A COMIENZOS del siglo XX el Imperio Británico tenía colonias diseminadas a lo largo y ancho del mundo, y sus súbditos, entre 400 y 500 millones, habitaban casi las dos quintas partes del planeta. Sólo en África la corona regenteaba Uganda, Sudán, Tanzania, Sierra Leona, Kenia, Nigeria, Egipto, Camerún, Rodesia del Sur y otros territorios e islas menores. En América llegó a dirigir los destinos de Canadá, la Guyana Británica, un puñado importante de islas caribeñas (entre ellas Jamaica, Granada, Bahamas, Bermuda, Trinidad y Tobago) y las disputadas Malvinas en el Atlántico Sur.

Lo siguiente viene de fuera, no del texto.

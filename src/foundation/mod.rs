//! Shared building blocks: errors, colors and transform helpers.

pub mod color;
pub mod error;
pub mod math;
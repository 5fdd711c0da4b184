//! Scene resources, mesh animation and the command log.

pub mod camera;
pub mod canvas;
pub mod graph;
pub mod label;
pub mod media;
pub mod mesh;
pub mod mesh_update;
pub mod panel;
pub mod quantize;
pub mod session;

En Asia, situación similar registraban tan extensos territorios como los de India, Pakistán y Bangladesh, Palestina, Omán, Qatar. Jordania, el actual Emiratos Árabes Unidos, Iraq, Kuwait, Hong Kong, Ceilán y Birmania. En la propia Europa, el Imperio ocupaba Chipre, Malta y Gibraltar, y su bandera ondeaba en una decena de islas diseminadas por el Océano Pacífico además de Australia y Nueva Zelanda. Esa fabulosa concentración de tierras y de poder comenzó a desintegrarse en las primeras décadas del siglo, pero literalmente se hizo trizas en los veinte años siguientes a la Segunda Guerra cuando, movimientos independentistas o articulaciones diplomáticas mediante, las colonias comenzaron a ser gobernadas por sus habitantes de origen.

Antes del comienzo de la guerra, la Unión de Repúblicas Socialistas Soviéticas (URSS) contaba con un territorio de enormes dimensiones, pero sus fronteras europeas no se habían modificado desde la decadencia del imperio zarista. Una vez firmado el pacto germano-soviético, Moscú se aseguró el dominio de Estonia, Letonia y Lituania, así como parte de Polonia. Pero el verdadero banquete llegó tras la caída de Alemania, cuando extendió su hegemonía a buena parte del continente. En 1955, cuando se firmó el tratado que dio origen al Pacto de Varsovia, los países bajo su influencia eran Albania, Bulgaria, Checoslovaquia, Hungría, Polonia, la República Democrática Alemana y Rumania, además de mantener influencia sobre Yugoslavia. Tan vasto imperio se había cimentado sobre millones de cadáveres pero unos cuarenta años después, en 1991, se desmoronó sin provocar una sola víctima.